## Small Files Archiving Solution
This solution is consist of two scripts. The one is to combine many small files into big TARfile, and the other one is to search and retrieve specific file from TAR archived file.

This feature will help user reduce cloud storage cost reducing PUT request cost, and transfer to cloud faster than transferring original files.

### Features
- Generating tarfiles and uploading to S3 directly
- Generating tarfiles and saving to filesystem directory
- Providing manifest files which is including tarfile, subset file, date, file size, first block, last block
- Finding tarfiles which includes specific subset file by condition, such as filename, date, duration
- Retrieving subset file itself from a tarfile in S3 using [byte-range](https://docs.aws.amazon.com/whitepapers/latest/s3-optimizing-performance-best-practices/use-byte-range-fetches.html)

## Pre-requsites
- python >= 3.7
- linux
- [aws cli](https://docs.aws.amazon.com/cli/latest/userguide/cli-configure-files.html)

I'll show you how to use this solution.

## Discovering source directory and file structure
In manufacture environment, product image files would be stored in local storage based on directory structure “Line/Equipment/Lot/Date”. Especially dividing files by date order is effective to search specific object with index.

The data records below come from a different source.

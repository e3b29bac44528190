use regex::Regex;
use std::{
    fs, io,
    path::{Path, PathBuf},
    sync::OnceLock,
};
use thiserror::Error;

use super::{
    chapter::{Chapter, ChapterQuiz, Tutorial},
    frontmatter::{ChapterFrontmatter, Heading},
};

#[derive(Error, Debug)]
pub enum ContentError {
    #[error("failed to read {path}: {source}")]
    Io {
        path: PathBuf,
        #[source]
        source: io::Error,
    },

    #[error("chapter '{slug}' has no frontmatter")]
    MissingFrontmatter { slug: String },

    #[error("chapter '{slug}' has an unterminated frontmatter block")]
    UnterminatedFrontmatter { slug: String },

    #[error("invalid frontmatter in chapter '{slug}': {source}")]
    Frontmatter {
        slug: String,
        #[source]
        source: serde_yaml_ng::Error,
    },

    #[error("no chapters found in {path}")]
    NoChapters { path: PathBuf },
}

fn frontmatter_regex() -> &'static Regex {
    static RE: OnceLock<Regex> = OnceLock::new();
    RE.get_or_init(|| Regex::new(r"(?s)\A---[ \t]*\r?\n(.*?)(?m:^)---[ \t]*\r?(?:\n|\z)").unwrap())
}

fn heading_regex() -> &'static Regex {
    static RE: OnceLock<Regex> = OnceLock::new();
    RE.get_or_init(|| Regex::new(r"(?m)^### (.+?)\r?$").unwrap())
}

pub fn parse_chapter(slug: &str, source: &str) -> Result<Chapter, ContentError> {
    if !source.starts_with("---") {
        return Err(ContentError::MissingFrontmatter {
            slug: slug.to_string(),
        });
    }

    let captures = frontmatter_regex()
        .captures(source)
        .ok_or_else(|| ContentError::UnterminatedFrontmatter {
            slug: slug.to_string(),
        })?;

    let yaml = captures.get(1).map_or("", |m| m.as_str());
    let body_start = captures.get(0).map_or(0, |m| m.end());

    let frontmatter: ChapterFrontmatter =
        serde_yaml_ng::from_str(yaml).map_err(|source| ContentError::Frontmatter {
            slug: slug.to_string(),
            source,
        })?;

    let mut headings = Vec::new();
    let body = transform_content(source[body_start..].trim_start_matches(['\r', '\n']), &mut headings);
    let quiz = ChapterQuiz::from_frontmatter(&frontmatter);

    Ok(Chapter {
        slug: slug.to_string(),
        frontmatter,
        body,
        headings,
        quiz,
    })
}

// add ids to h3 headings, h2 and lower levels stay out of the page toc
fn transform_content(content: &str, headings: &mut Vec<Heading>) -> String {
    let mut slugger = github_slugger::Slugger::default();

    heading_regex()
        .replace_all(content, |caps: &regex::Captures| {
            let heading_title = caps[1].trim_end();
            let id = slugger.slug(heading_title);
            headings.push(Heading {
                slug: id.clone(),
                title: heading_title.to_string(),
                level: 3,
            });
            format!("### {} {{#{}}}", heading_title, id)
        })
        .to_string()
}

/// `/graphql/basics/1-core-concepts/` for `<root>/graphql/basics/1-core-concepts.md`.
pub fn chapter_slug(root: &Path, file: &Path) -> String {
    let relative = file.strip_prefix(root).unwrap_or(file).with_extension("");
    let parts: Vec<String> = relative
        .components()
        .map(|c| c.as_os_str().to_string_lossy().into_owned())
        .collect();
    format!("/{}/", parts.join("/"))
}

// "10-summary" sorts after "2-mutations"
fn reading_order(path: &Path) -> (u64, String) {
    let name = path
        .file_name()
        .map(|n| n.to_string_lossy().into_owned())
        .unwrap_or_default();
    let number = name
        .split(|c: char| !c.is_ascii_digit())
        .next()
        .and_then(|n| n.parse().ok())
        .unwrap_or(u64::MAX);
    (number, name)
}

pub fn load_chapter(root: &Path, file: &Path) -> Result<Chapter, ContentError> {
    let slug = chapter_slug(root, file);
    let source = fs::read_to_string(file).map_err(|source| ContentError::Io {
        path: file.to_path_buf(),
        source,
    })?;
    parse_chapter(&slug, &source)
}

/// Reads every `*.md` directly inside `root/dir`.
pub fn load_tutorial(root: &Path, dir: &str) -> Result<Tutorial, ContentError> {
    let path = root.join(dir);
    let io_err = |source| ContentError::Io {
        path: path.clone(),
        source,
    };

    let mut files = Vec::new();
    for entry in fs::read_dir(&path).map_err(io_err)? {
        let file = entry.map_err(io_err)?.path();
        if file.is_file() && file.extension().is_some_and(|ext| ext == "md") {
            files.push(file);
        }
    }

    if files.is_empty() {
        return Err(ContentError::NoChapters { path });
    }
    files.sort_by_key(|f| reading_order(f));

    let chapters = files
        .iter()
        .map(|file| load_chapter(root, file))
        .collect::<Result<Vec<Chapter>, ContentError>>()?;

    tracing::info!(tutorial = dir, chapters = chapters.len(), "loaded tutorial");

    Ok(Tutorial {
        key: dir.to_string(),
        chapters,
    })
}

#[cfg(test)]
mod tests {
    use super::*;

    const CHAPTER: &str = r#"---
title: Core Concepts
description: Learn about the SDL
question: Which keyword defines a new type?
answers: ["type", "schema", "query", "field"]
correctAnswer: 0
---

## Overview {#overview}

### The Schema Definition Language
Text.

### Adding a Relation
More.

### Adding a Relation
Again.
"#;

    #[test]
    fn parses_frontmatter_and_quiz() {
        let chapter = parse_chapter("/graphql/basics/1-core-concepts/", CHAPTER).unwrap();

        assert_eq!(chapter.title(), "Core Concepts");
        assert_eq!(chapter.link(), "/tutorials/graphql/basics/1-core-concepts/");

        let quiz = chapter.quiz.unwrap();
        assert_eq!(quiz.question, "Which keyword defines a new type?");
        assert_eq!(quiz.answers.len(), 4);
        assert_eq!(quiz.correct_answer_index, Some(0));
        assert!(chapter.body.starts_with("## Overview"));
    }

    #[test]
    fn h3_headings_get_unique_ids() {
        let chapter = parse_chapter("/x/", CHAPTER).unwrap();
        let slugs: Vec<&str> = chapter.headings.iter().map(|h| h.slug.as_str()).collect();

        assert_eq!(
            slugs,
            vec!["the-schema-definition-language", "adding-a-relation", "adding-a-relation-1"]
        );
        assert!(chapter
            .body
            .contains("### The Schema Definition Language {#the-schema-definition-language}"));
    }

    #[test]
    fn frontmatter_errors() {
        assert!(matches!(
            parse_chapter("/a/", "# no frontmatter"),
            Err(ContentError::MissingFrontmatter { .. })
        ));
        assert!(matches!(
            parse_chapter("/a/", "---\ntitle: Open\n\nbody"),
            Err(ContentError::UnterminatedFrontmatter { .. })
        ));
        assert!(matches!(
            parse_chapter("/a/", "---\ndescription: no title\n---\nbody"),
            Err(ContentError::Frontmatter { .. })
        ));
    }

    #[test]
    fn chapter_without_question_has_no_quiz() {
        let chapter = parse_chapter("/a/", "---\ntitle: Intro\n---\nHello").unwrap();
        assert!(chapter.quiz.is_none());
        assert_eq!(chapter.body, "Hello");
    }

    #[test]
    fn slug_from_path() {
        let root = Path::new("/content");
        assert_eq!(
            chapter_slug(root, Path::new("/content/graphql/basics/1-core-concepts.md")),
            "/graphql/basics/1-core-concepts/"
        );
    }

    #[test]
    fn numeric_prefixes_sort_numerically() {
        let mut files = vec![
            PathBuf::from("10-summary.md"),
            PathBuf::from("2-queries.md"),
            PathBuf::from("0-introduction.md"),
        ];
        files.sort_by_key(|f| reading_order(f));
        assert_eq!(files[0], PathBuf::from("0-introduction.md"));
        assert_eq!(files[2], PathBuf::from("10-summary.md"));
    }
}
mod chapter;
mod frontmatter;
mod load;
pub mod stack;

pub use chapter::{extract_steps, next_chapter, Chapter, ChapterQuiz, Step, Tutorial, TUTORIALS_PREFIX};
pub use frontmatter::{ChapterFrontmatter, Heading};
pub use load::{chapter_slug, load_chapter, load_tutorial, parse_chapter, ContentError};
pub use stack::{CatalogError, Stack, StackCatalog, StackType};
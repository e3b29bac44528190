use serde::{Deserialize, Serialize};
use std::collections::{BTreeMap, BTreeSet};

use super::action::QuizAction;

static DEFAULT_REACTION: QuizReaction = QuizReaction {
    answer_indices: BTreeSet::new(),
    answered_correctly: false,
    skipped: false,
};

/// What the reader did with the quiz of one chapter.
#[derive(Debug, Clone, Default, PartialEq, Eq, Serialize, Deserialize)]
pub struct QuizReaction {
    /// selected answers, 0-based
    #[serde(rename = "answerIndeces", default)]
    pub answer_indices: BTreeSet<usize>,

    /// set once the correct answer was picked, never cleared
    #[serde(rename = "answeredCorrectly", default)]
    pub answered_correctly: bool,

    #[serde(default)]
    pub skipped: bool,
}

impl QuizReaction {
    pub fn is_checked(&self, answer_index: usize) -> bool {
        self.answer_indices.contains(&answer_index)
    }
}

#[derive(Debug, Clone, Default, PartialEq, Eq, Serialize, Deserialize)]
pub struct QuizState {
    /// reactions keyed by chapter path
    #[serde(rename = "quizReactions", default)]
    pub quiz_reactions: BTreeMap<String, QuizReaction>,

    /// global, not per chapter
    #[serde(rename = "rememberSkipped", default)]
    pub remember_skipped: bool,
}

impl QuizState {
    pub fn new() -> Self {
        Self::default()
    }

    /// Reaction for `path`, or the empty reaction when the chapter was never touched.
    pub fn reaction(&self, path: &str) -> &QuizReaction {
        self.quiz_reactions.get(path).unwrap_or(&DEFAULT_REACTION)
    }

    fn reaction_mut(&mut self, path: String) -> &mut QuizReaction {
        self.quiz_reactions.entry(path).or_default()
    }
}

/// Applies one action. Every action is defined for every state.
pub fn reduce(mut state: QuizState, action: QuizAction) -> QuizState {
    match action {
        QuizAction::AddAnswer { path, answer_index } => {
            state.reaction_mut(path).answer_indices.insert(answer_index);
        }
        QuizAction::AnswerCorrectly { path } => {
            state.reaction_mut(path).answered_correctly = true;
        }
        QuizAction::Skip { path } => {
            state.reaction_mut(path).skipped = true;
        }
        QuizAction::SetRememberSkipped { value } => {
            state.remember_skipped = value;
        }
    }
    state
}

/// Folds a recorded action log onto `state`.
pub fn replay<I>(state: QuizState, actions: I) -> QuizState
where
    I: IntoIterator<Item = QuizAction>,
{
    actions.into_iter().fold(state, reduce)
}

pub fn should_show_next_chapter(reaction: &QuizReaction) -> bool {
    reaction.skipped || reaction.answered_correctly
}

pub fn should_show_unlock_celebration(reaction: &QuizReaction, question_presented: bool) -> bool {
    reaction.answered_correctly && question_presented
}

#[cfg(test)]
mod tests {
    use super::*;

    fn add(path: &str, answer_index: usize) -> QuizAction {
        QuizAction::AddAnswer {
            path: path.to_string(),
            answer_index,
        }
    }

    #[test]
    fn unseen_path_reads_as_default() {
        let state = QuizState::new();
        let reaction = state.reaction("/graphql/basics/0-introduction/");

        assert!(reaction.answer_indices.is_empty());
        assert!(!reaction.answered_correctly);
        assert!(!reaction.skipped);
        assert!(state.quiz_reactions.is_empty());
    }

    #[test]
    fn answers_accumulate_as_a_set() {
        let state = replay(QuizState::new(), vec![add("ch1", 2), add("ch1", 0), add("ch1", 2)]);
        let reaction = state.reaction("ch1");

        assert_eq!(reaction.answer_indices, BTreeSet::from([0, 2]));
        assert!(!reaction.answered_correctly);
        assert!(!reaction.skipped);
    }

    #[test]
    fn out_of_range_answer_is_recorded() {
        let state = reduce(QuizState::new(), add("ch1", 17));
        assert!(state.reaction("ch1").is_checked(17));
    }

    #[test]
    fn correct_answer_survives_every_later_action() {
        let mut state = reduce(
            QuizState::new(),
            QuizAction::AnswerCorrectly {
                path: "ch1".to_string(),
            },
        );
        for action in [
            add("ch1", 3),
            QuizAction::Skip {
                path: "ch1".to_string(),
            },
            QuizAction::SetRememberSkipped { value: false },
        ] {
            state = reduce(state, action);
            assert!(state.reaction("ch1").answered_correctly);
        }
    }

    #[test]
    fn remember_flag_leaves_reactions_alone() {
        let state = reduce(QuizState::new(), add("ch1", 1));
        let before = state.quiz_reactions.clone();

        let state = reduce(state, QuizAction::SetRememberSkipped { value: true });
        let state = reduce(state, QuizAction::SetRememberSkipped { value: false });

        assert!(!state.remember_skipped);
        assert_eq!(state.quiz_reactions, before);
    }

    #[test]
    fn celebration_needs_a_question() {
        let reaction = QuizReaction {
            answered_correctly: true,
            ..Default::default()
        };
        assert!(should_show_unlock_celebration(&reaction, true));
        assert!(!should_show_unlock_celebration(&reaction, false));
    }
}
pub mod content;
pub mod quiz;
pub mod session;
use std::{
    env, io,
    path::{Path, PathBuf},
};

use anyhow::Context;
use tutorials::{
    content::{load_tutorial, StackCatalog},
    quiz::{progress, QuizProgressStore},
    session::{Session, SessionEnd},
};

const BOLD: &str = "\x1b[1m";
const RESET: &str = "\x1b[0m";
const PROGRESS_ENV: &str = "TUTORIALS_PROGRESS_FILE";
const STACKS_FILE: &str = "stacks.yaml";
// the fundamentals track ends with a detour into the advanced clients chapter
const BONUS_TUTORIAL: &str = "graphql/basics";

#[derive(Debug, PartialEq, Eq)]
pub struct Config {
    pub content_root: PathBuf,
    pub tutorial_dir: String,
    pub progress_file: Option<PathBuf>,
}

fn parse_config(
    mut args: impl Iterator<Item = String>,
    progress_env: Option<String>,
) -> anyhow::Result<Config> {
    let content_root = args.next().context("content_root is required")?;
    let tutorial_dir = args
        .next()
        .context("tutorial_dir is required, e.g. 'graphql/basics' or 'react-apollo'")?;
    let progress_file = args.next().or(progress_env).map(PathBuf::from);

    Ok(Config {
        content_root: PathBuf::from(content_root),
        tutorial_dir: tutorial_dir.trim_matches('/').to_string(),
        progress_file,
    })
}

fn main() -> anyhow::Result<()> {
    dotenv::dotenv().ok();
    tracing_subscriber::fmt().with_writer(io::stderr).init();

    let config = match parse_config(env::args().skip(1), env::var(PROGRESS_ENV).ok()) {
        Ok(config) => config,
        Err(e) => {
            eprintln!("Usage: tutorials <content_root> <tutorial_dir> [progress_file]");
            return Err(e);
        }
    };

    let tutorial = load_tutorial(&config.content_root, &config.tutorial_dir).context(format!(
        "failed to load tutorial '{}' from {}",
        config.tutorial_dir,
        config.content_root.display()
    ))?;

    print_stack(&config.content_root, &config.tutorial_dir)?;

    let state = match &config.progress_file {
        Some(path) => progress::load(path).context("failed to restore progress")?,
        None => Default::default(),
    };
    let mut store = QuizProgressStore::with_state(state);

    let stdin = io::stdin();
    let mut session = Session::new(&mut store, &tutorial, stdin.lock(), io::stdout())
        .with_bonus(config.tutorial_dir == BONUS_TUTORIAL);
    if let Some(path) = &config.progress_file {
        session = session.with_progress_file(path.clone());
    }

    let end = session.run()?;
    tracing::info!(?end, tutorial = %tutorial.key, "session ended");

    let unlocked = tutorial
        .chapters
        .iter()
        .filter(|c| store.is_unlocked(&c.slug))
        .count();
    println!(
        "unlocked {BOLD}{}{RESET} of {BOLD}{}{RESET} chapters",
        unlocked,
        tutorial.chapters.len()
    );

    if end == SessionEnd::Exhausted && config.progress_file.is_none() {
        println!("progress is not saved, pass a progress file or set {PROGRESS_ENV}");
    }

    Ok(())
}

fn print_stack(content_root: &Path, tutorial_dir: &str) -> anyhow::Result<()> {
    let path = content_root.join(STACKS_FILE);
    if !path.is_file() {
        return Ok(());
    }

    let catalog = StackCatalog::load(&path).context("failed to load stack catalog")?;
    let key = tutorial_dir.rsplit('/').next().unwrap_or(tutorial_dir);
    match catalog.find(key) {
        Some(stack) => {
            println!("{BOLD}{}{RESET} by {}", stack.content.title, stack.author_name);
            println!("{}", stack.content.description);
        }
        None => tracing::debug!(key, "tutorial has no stack entry"),
    }
    Ok(())
}

#[cfg(test)]
mod tests {
    use super::*;

    fn args(list: &[&str]) -> impl Iterator<Item = String> {
        list.iter().map(|s| s.to_string()).collect::<Vec<_>>().into_iter()
    }

    #[test]
    fn progress_file_from_args_wins_over_env() {
        let config = parse_config(
            args(&["content", "/graphql/basics/", "me.json"]),
            Some(String::from("env.json")),
        )
        .unwrap();

        assert_eq!(config.tutorial_dir, "graphql/basics");
        assert_eq!(config.progress_file, Some(PathBuf::from("me.json")));
    }

    #[test]
    fn progress_file_falls_back_to_env() {
        let config = parse_config(args(&["content", "react-apollo"]), Some(String::from("env.json"))).unwrap();
        assert_eq!(config.progress_file, Some(PathBuf::from("env.json")));

        let config = parse_config(args(&["content", "react-apollo"]), None).unwrap();
        assert_eq!(config.progress_file, None);
    }

    #[test]
    fn tutorial_dir_is_required() {
        assert!(parse_config(args(&["content"]), None).is_err());
    }
}
use serde::Serialize;

use super::state::{should_show_next_chapter, should_show_unlock_celebration, QuizReaction};
use crate::content::{ChapterQuiz, Step};

pub const ANSWER_COUNT: usize = 4;
pub const UNLOCK_TITLE: &str = "Unlock the next chapter";
pub const UNLOCKED_MESSAGE: &str = "Well done, you unlocked the next chapter!";

/// Optional detour offered next to the regular next chapter.
pub fn bonus_chapter() -> Step {
    Step {
        title: String::from("Clients"),
        link: String::from("/tutorials/graphql/advanced/0-clients/"),
        description: None,
    }
}

#[derive(Debug, Serialize, PartialEq, Eq)]
pub struct AnswerOption<'a> {
    pub index: usize,
    pub text: &'a str,
    pub checked: bool,
}

#[derive(Debug, Serialize, PartialEq, Eq)]
pub struct NextChapterLink {
    pub step: Step,
    pub is_bonus: bool,
    pub small: bool,
}

/// Render props for the quiz block at the end of a chapter.
#[derive(Debug, Serialize)]
pub struct QuizView<'a> {
    pub question: Option<&'a str>,

    /// empty unless the chapter has exactly four answers
    pub answers: Vec<AnswerOption<'a>>,
    pub show_skip: bool,
    pub show_next_chapter: bool,
    pub show_unlocked: bool,

    /// `Some(remember)` when the skip decision should be offered for remembering
    pub remember_decision: Option<bool>,
    pub next_chapters: Vec<NextChapterLink>,

    /// chapter number, shown with the unlock message
    pub n: usize,
}

pub struct QuizViewInput<'a> {
    pub quiz: Option<&'a ChapterQuiz>,
    pub reaction: &'a QuizReaction,
    pub remember_skipped: bool,
    pub n: usize,
    pub show_bonus: bool,
    pub next_chapter: Option<&'a Step>,
}

impl<'a> QuizView<'a> {
    pub fn new(input: QuizViewInput<'a>) -> Self {
        let QuizViewInput {
            quiz,
            reaction,
            remember_skipped,
            n,
            show_bonus,
            next_chapter,
        } = input;

        let question = quiz.map(|q| q.question.as_str());

        let answers: Vec<AnswerOption> = match quiz {
            Some(q) if q.answers.len() == ANSWER_COUNT => q
                .answers
                .iter()
                .enumerate()
                .map(|(index, text)| AnswerOption {
                    index,
                    text: text.as_str(),
                    checked: reaction.is_checked(index),
                })
                .collect(),
            _ => Vec::new(),
        };

        let show_next_chapter = should_show_next_chapter(reaction);
        let show_unlocked = show_next_chapter
            && !reaction.skipped
            && should_show_unlock_celebration(reaction, question.is_some());

        let mut next_chapters = Vec::new();
        if show_next_chapter {
            if show_bonus {
                next_chapters.push(NextChapterLink {
                    step: bonus_chapter(),
                    is_bonus: true,
                    small: true,
                });
            }
            if let Some(step) = next_chapter {
                next_chapters.push(NextChapterLink {
                    step: step.clone(),
                    is_bonus: false,
                    small: show_bonus,
                });
            }
        }

        Self {
            question,
            show_skip: !answers.is_empty(),
            answers,
            show_next_chapter,
            show_unlocked,
            remember_decision: (show_next_chapter && reaction.skipped).then_some(remember_skipped),
            next_chapters,
            n,
        }
    }
}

* Directory Structure Example: /mnt/1Line/1E/1L/2022/08/01

## Combining small file into big file
User can combine files into big file with [s3archiver.py](https://github.com/aws-samples/small-files-archiving-solution/blob/main/s3archiver.py) script. It will scan the source directory and generate 10GB TAR file by default, or you can generate TAR files based on number of source files. Also it generate a manifest file per each TAR file, and  manifest file contains tarfile name, subset filename, date(YYYY|MM|DD), file size, start block, last block which can be used to download specific subset file only, not entire tarfile. Below is running script, and I will explain each parameter.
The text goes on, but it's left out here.